Making snapshot deletes distributed across data nodes. #39656

backslasht · 2019-03-04T15:01:28Z

Unlike snapshot creation operation, snapshot deletion operation is executed
in master. This is acceptable for small to medium sized clusters where the
delete operation completes in less than a minute. But, for bigger clusters with
few thousand primary shards, the deletion operation takes considerable amount of
time as there is only one thread working on deleting the snapshot data index by
index, shard by shard.

To reduce the time spent on deletion, parallelizing (distributing) the snapshot deletes
across all data nodes similar to snapshot creation but with no tight coupling between
data node and snapshot shards that are getting deleted.

With this changes, for a cluster with 3 dedicated masters and 20 data nodes and 20,000
primary shards, the deletion took around 1 minute where as without this change it took
around 70 minutes.

Unlike snapshot creation operation, snapshot deletion operation is executed in master. This is acceptable for small to medium sized clusters where the delete operation completes in less than a minute. But, for bigger clusters with few thousand primary shards, the deletion operation takes considerable amount of time as there is only one thread working on deleting the snapshot data index by index, shard by shard. To reduce the time spent on deletion, parallelizing (distributing) the snapshot deletes across all data nodes similar to snapshot creation but with no tight coupling between data node and snapshot shards that are getting deleted. With this changes, for a cluster with 3 dedicated masters and 20 data nodes and 20,000 primary shards, the deletion took around 1 minute where as without this change it took around 70 minutes.

ywelsch

The problem is that deletes are processed sequentially on the master. I don't think we should add a whole new distributed layer for this, but just look into doing some of these calls concurrently on the master.

@backslasht before working on such a large item, it's best to open an issue first to discuss the solution.

elasticmachine · 2019-03-04T15:22:33Z

Pinging @elastic/es-distributed

backslasht · 2019-03-05T05:10:51Z

@ywelsch - Like you mentioned, I initially started with making calls concurrent on the master. It does help a little but still the time taken in quite high.

Let us a take following setup as an example.
Dedicated master available: Yes
Number of Data Nodes: 100
Number of Primary Shards: 10,000
Time taken to compute list of shards = y seconds (say 10 for example)
Average time to delete a snapshot of a shard = x seconds (say 5 for example)

Deletion time with single thread (as it exists today)
-> y + 10000 * x
Deletion time with parallelization in master (5 threads) - ** 5 times improvement over 1**
-> y + (10000/5) * x
-> y + 2000 * x
Deletion time with multiple threads across data nodes (proposed change) - ** 500 times improvement over 1 and 100 times improvement over 2**
-> y + ((10000/100)/5) * x
-> y +( 100/5) * x
-> y + 20 * x

So, the proposed change makes snapshot delete operation time as a function of number of data nodes and number of primary shards similar to snapshot creation.

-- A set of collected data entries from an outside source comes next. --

//! Error types for registration, graph building, context access and reporting.

/// Boxed error returned by node handlers. Anything that implements `Error` converts with `?`.
pub type BoxError = Box<dyn std::error::Error + Send + Sync>;

/// Definition errors: detected before any node executes and fatal to the run.
#[derive(Debug, Clone, PartialEq, Eq, thiserror::Error)]
pub enum GraphError {
  /// Two nodes were registered under the same id.
  #[error("duplicate node id: {id}")]
  DuplicateId {
    /// The id registered twice.
    id: String,
  },

  /// A node lists the same dependency more than once.
  #[error("node '{node}' lists dependency '{dependency}' more than once")]
  DuplicateDependency {
    /// The declaring node.
    node: String,
    /// The repeated dependency id.
    dependency: String,
  },

  /// A node depends on an id that is not registered.
  #[error("unknown dependency '{missing}' required by '{node}'")]
  UnknownDependency {
    /// The declaring node.
    node: String,
    /// The dependency id that does not resolve.
    missing: String,
  },

  /// The dependency relation contains a cycle.
  #[error("cycle detected: {}", .cycle.join(" -> "))]
  CycleDetected {
    /// Node ids along the cycle; the first id is repeated at the end.
    cycle: Vec<String>,
  },

  /// A requested target id is not registered.
  #[error("unknown node/target: {target}")]
  UnknownTarget {
    /// The requested id.
    target: String,
  },
}

/// Context access errors. Returned to handlers, never fatal to the run.
#[derive(Debug, thiserror::Error)]
pub enum ContextError {
  /// `get` on a key nobody has written.
  #[error("missing context key: {key}")]
  MissingKey {
    /// The key looked up.
    key: String,
  },

  /// No resource registered under this name.
  #[error("missing resource: {name}")]
  MissingResource {
    /// The resource name.
    name: String,
  },

  /// A resource exists but is not of the requested type.
  #[error("resource '{name}' is not a {expected}")]
  ResourceType {
    /// The resource name.
    name: String,
    /// Requested type name.
    expected: &'static str,
  },

  /// No parameter with this name.
  #[error("missing parameter: {name}")]
  MissingParam {
    /// The parameter name.
    name: String,
  },

  /// A context value could not be decoded into the requested type.
  #[error("context key '{key}' could not be decoded: {source}")]
  Decode {
    /// The key looked up.
    key: String,
    /// Underlying decode error.
    #[source]
    source: serde_json::Error,
  },
}

/// Target name resolution errors.
#[derive(Debug, Clone, PartialEq, Eq, thiserror::Error)]
pub enum TargetError {
  /// The configured default target is not a known group.
  #[error("default target '{name}' is not a defined target group")]
  UnknownDefault {
    /// The default target name.
    name: String,
  },
}

/// Pipeline configuration errors.
#[derive(Debug, thiserror::Error)]
pub enum ConfigError {
  /// The config file could not be read.
  #[error("reading {path}: {source}")]
  Io {
    /// Path of the config file.
    path: String,
    /// Underlying I/O error.
    #[source]
    source: std::io::Error,
  },

  /// The config file is not valid JSON for [crate::config::PipelineConfig].
  #[error("parsing {path}: {source}")]
  Parse {
    /// Path of the config file.
    path: String,
    /// Underlying JSON error.
    #[source]
    source: serde_json::Error,
  },

  /// A declared node is invalid.
  #[error("node '{id}': {message}")]
  InvalidNode {
    /// The node id.
    id: String,
    /// What is wrong with it.
    message: String,
  },

  /// The declared nodes do not form a valid registry.
  #[error(transparent)]
  Graph(#[from] GraphError),
}

/// Report rendering errors.
#[derive(Debug, thiserror::Error)]
pub enum ReportError {
  /// XML writer failure.
  #[error("writing junit xml: {0}")]
  Xml(String),

  /// Rendered bytes were not valid UTF-8.
  #[error("rendered report is not utf-8: {0}")]
  Utf8(#[from] std::string::FromUtf8Error),
}

/// Failures of command-backed nodes.
#[derive(Debug, thiserror::Error)]
pub enum CommandError {
  /// The shell could not be started.
  #[error("spawning `{command}`: {source}")]
  Spawn {
    /// The command line.
    command: String,
    /// Underlying I/O error.
    #[source]
    source: std::io::Error,
  },

  /// The command exited with a status its node kind does not accept.
  #[error("command exited with {}{}", exit_status(.code), stderr_suffix(.stderr))]
  Exit {
    /// Exit code, `None` when terminated by a signal.
    code: Option<i32>,
    /// Trimmed standard error.
    stderr: String,
  },
}

fn exit_status(code: &Option<i32>) -> String {
  match code {
    Some(c) => format!("status {}", c),
    None => "a signal".to_string(),
  }
}

fn stderr_suffix(stderr: &str) -> String {
  if stderr.is_empty() {
    String::new()
  } else {
    format!(": {}", stderr)
  }
}
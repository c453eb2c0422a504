//! Graph builder: validates the registry and computes a deterministic execution order.
//!
//! Edges run from a node to each of its dependencies. The order places every node
//! after all of its dependencies; among ready nodes the lexicographically smallest
//! id is taken first, so the same registry always yields the same order.

use std::collections::{BTreeSet, HashMap, HashSet};

use tracing::{debug, instrument};

use crate::error::GraphError;
use crate::registry::Registry;
use crate::types::NodeDefinition;

#[derive(Clone, Copy, PartialEq, Eq)]
enum Mark {
  InProgress,
  Done,
}

/// Validates `registry` and returns the execution order.
///
/// With `targets`, the order is restricted to the union of the targets' transitive
/// dependency closures; an empty slice yields an empty order.
#[instrument(level = "trace", skip(registry))]
pub fn build(registry: &Registry, targets: Option<&[String]>) -> Result<Vec<String>, GraphError> {
  validate(registry)?;
  let include = match targets {
    Some(targets) => Some(closure(registry, targets)?),
    None => None,
  };
  let order = topo_order(registry, include.as_ref());
  debug!(nodes = order.len(), registered = registry.len(), "built execution order");
  Ok(order)
}

/// Checks that every dependency resolves and that the dependency relation is acyclic.
pub fn validate(registry: &Registry) -> Result<(), GraphError> {
  check_dependencies(registry)?;
  detect_cycle(registry)
}

/// Ids in the transitive dependency closure of `targets`, targets included.
pub fn closure<'r>(
  registry: &'r Registry,
  targets: &[String],
) -> Result<HashSet<&'r str>, GraphError> {
  let mut seen: HashSet<&'r str> = HashSet::new();
  let mut stack: Vec<&'r str> = Vec::new();
  for target in targets {
    let node = registry
      .get(target)
      .ok_or_else(|| GraphError::UnknownTarget {
        target: target.clone(),
      })?;
    stack.push(node.id());
  }
  while let Some(id) = stack.pop() {
    if !seen.insert(id) {
      continue;
    }
    for dep in dependencies_of(registry, id) {
      if !seen.contains(dep.as_str()) {
        stack.push(dep.as_str());
      }
    }
  }
  Ok(seen)
}

fn dependencies_of<'r>(registry: &'r Registry, id: &str) -> &'r [String] {
  registry
    .get(id)
    .map(NodeDefinition::dependencies)
    .unwrap_or(&[])
}

fn check_dependencies(registry: &Registry) -> Result<(), GraphError> {
  for node in registry.nodes() {
    for dep in node.dependencies() {
      if !registry.contains(dep) {
        return Err(GraphError::UnknownDependency {
          node: node.id().to_string(),
          missing: dep.clone(),
        });
      }
    }
  }
  Ok(())
}

/// Depth-first search with an in-progress mark; a back edge to an in-progress node is a cycle.
/// Roots are visited in id order so the reported cycle is deterministic.
fn detect_cycle(registry: &Registry) -> Result<(), GraphError> {
  let mut marks: HashMap<&str, Mark> = HashMap::with_capacity(registry.len());
  let mut roots: Vec<&str> = registry.nodes().iter().map(NodeDefinition::id).collect();
  roots.sort_unstable();

  for root in roots {
    if marks.contains_key(root) {
      continue;
    }
    marks.insert(root, Mark::InProgress);
    let mut stack: Vec<(&str, usize)> = vec![(root, 0)];

    while let Some(frame) = stack.last_mut() {
      let (id, next) = *frame;
      match dependencies_of(registry, id).get(next) {
        Some(dep) => {
          frame.1 += 1;
          let dep = dep.as_str();
          match marks.get(dep) {
            Some(Mark::InProgress) => {
              let start = stack.iter().position(|(s, _)| *s == dep).unwrap_or(0);
              let mut cycle: Vec<String> = stack[start..].iter().map(|(s, _)| s.to_string()).collect();
              cycle.push(dep.to_string());
              return Err(GraphError::CycleDetected { cycle });
            }
            Some(Mark::Done) => {}
            None => {
              marks.insert(dep, Mark::InProgress);
              stack.push((dep, 0));
            }
          }
        }
        None => {
          marks.insert(id, Mark::Done);
          stack.pop();
        }
      }
    }
  }
  Ok(())
}

/// Kahn's algorithm with a sorted ready set. Assumes a validated, acyclic registry.
fn topo_order(registry: &Registry, include: Option<&HashSet<&str>>) -> Vec<String> {
  let included = |id: &str| include.is_none_or(|set| set.contains(id));

  let mut pending: HashMap<&str, usize> = HashMap::new();
  let mut dependents: HashMap<&str, Vec<&str>> = HashMap::new();
  let mut ready: BTreeSet<&str> = BTreeSet::new();

  for node in registry.nodes().iter().filter(|n| included(n.id())) {
    let deps = node.dependencies();
    for dep in deps {
      dependents.entry(dep.as_str()).or_default().push(node.id());
    }
    if deps.is_empty() {
      ready.insert(node.id());
    } else {
      pending.insert(node.id(), deps.len());
    }
  }

  let mut order = Vec::with_capacity(pending.len() + ready.len());
  while let Some(id) = ready.pop_first() {
    order.push(id.to_string());
    for dependent in dependents.get(id).map(Vec::as_slice).unwrap_or(&[]) {
      if let Some(count) = pending.get_mut(dependent) {
        *count -= 1;
        if *count == 0 {
          pending.remove(dependent);
          ready.insert(*dependent);
        }
      }
    }
  }
  order
}
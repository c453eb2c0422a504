//! A registered task or check.

use std::fmt;
use std::sync::Arc;

use serde_json::Value;

use super::{CheckOutcome, NodeKind, Severity};
use crate::context::RunContext;
use crate::error::BoxError;

/// Task handler: produces an arbitrary value or fails.
pub type TaskFn = Arc<dyn Fn(&mut RunContext) -> Result<Value, BoxError> + Send + Sync>;

/// Check handler: produces a [CheckOutcome] or fails.
pub type CheckFn = Arc<dyn Fn(&mut RunContext) -> Result<CheckOutcome, BoxError> + Send + Sync>;

/// Unit of work attached to a node.
#[derive(Clone)]
pub enum Handler {
  Task(TaskFn),
  Check(CheckFn),
}

impl fmt::Debug for Handler {
  fn fmt(&self, f: &mut fmt::Formatter<'_>) -> fmt::Result {
    match self {
      Handler::Task(_) => f.write_str("Handler::Task"),
      Handler::Check(_) => f.write_str("Handler::Check"),
    }
  }
}

/// A task or check as declared before a run.
///
/// Built with [NodeDefinition::task] or [NodeDefinition::check] and handed to a
/// [crate::registry::RegistryBuilder]; immutable once registered.
#[derive(Debug, Clone)]
pub struct NodeDefinition {
  id: String,
  dependencies: Vec<String>,
  severity: Option<Severity>,
  description: Option<String>,
  handler: Handler,
}

impl NodeDefinition {
  /// Declares a task.
  pub fn task<F>(id: impl Into<String>, handler: F) -> Self
  where
    F: Fn(&mut RunContext) -> Result<Value, BoxError> + Send + Sync + 'static,
  {
    Self {
      id: id.into(),
      dependencies: vec![],
      severity: None,
      description: None,
      handler: Handler::Task(Arc::new(handler)),
    }
  }

  /// Declares a check with the given severity.
  pub fn check<F>(id: impl Into<String>, severity: Severity, handler: F) -> Self
  where
    F: Fn(&mut RunContext) -> Result<CheckOutcome, BoxError> + Send + Sync + 'static,
  {
    Self {
      id: id.into(),
      dependencies: vec![],
      severity: Some(severity),
      description: None,
      handler: Handler::Check(Arc::new(handler)),
    }
  }

  /// Appends dependency ids in declaration order. Repeats are rejected at registration.
  pub fn requires<I, S>(mut self, ids: I) -> Self
  where
    I: IntoIterator<Item = S>,
    S: Into<String>,
  {
    self.dependencies.extend(ids.into_iter().map(Into::into));
    self
  }

  pub fn with_description(mut self, description: impl Into<String>) -> Self {
    self.description = Some(description.into());
    self
  }

  pub fn id(&self) -> &str {
    &self.id
  }

  pub fn kind(&self) -> NodeKind {
    match self.handler {
      Handler::Task(_) => NodeKind::Task,
      Handler::Check(_) => NodeKind::Check,
    }
  }

  pub fn dependencies(&self) -> &[String] {
    &self.dependencies
  }

  /// Severity of a check; `None` for tasks.
  pub fn severity(&self) -> Option<Severity> {
    self.severity
  }

  pub fn description(&self) -> Option<&str> {
    self.description.as_deref()
  }

  pub fn handler(&self) -> &Handler {
    &self.handler
  }
}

The deletion time will remain the same with increase in data nodes (and corresponding increase in shards).

ywelsch · 2019-03-07T11:33:13Z

I initially started with making calls concurrent on the master. It does help a little but still the time taken in quite high ...

That's a bit of an odd comparison. It all depends on how many concurrent calls you globally do. Whether the calls are done from a single node or multiple nodes does not matter given that the requests are very small and latency seems to be the determining factor.

We had a team discussion on this implementation and think it's too complex, which is why I'm closing this PR. We still think this is a problem worth tackling, though, but are looking at other ways of achieving this without building a full distributed task queue. Two options we're looking at is 1) parallelizing deletes on the master, possibly using async APIs, and 2) using repository-specific options (e.g. bulk-deletions on S3).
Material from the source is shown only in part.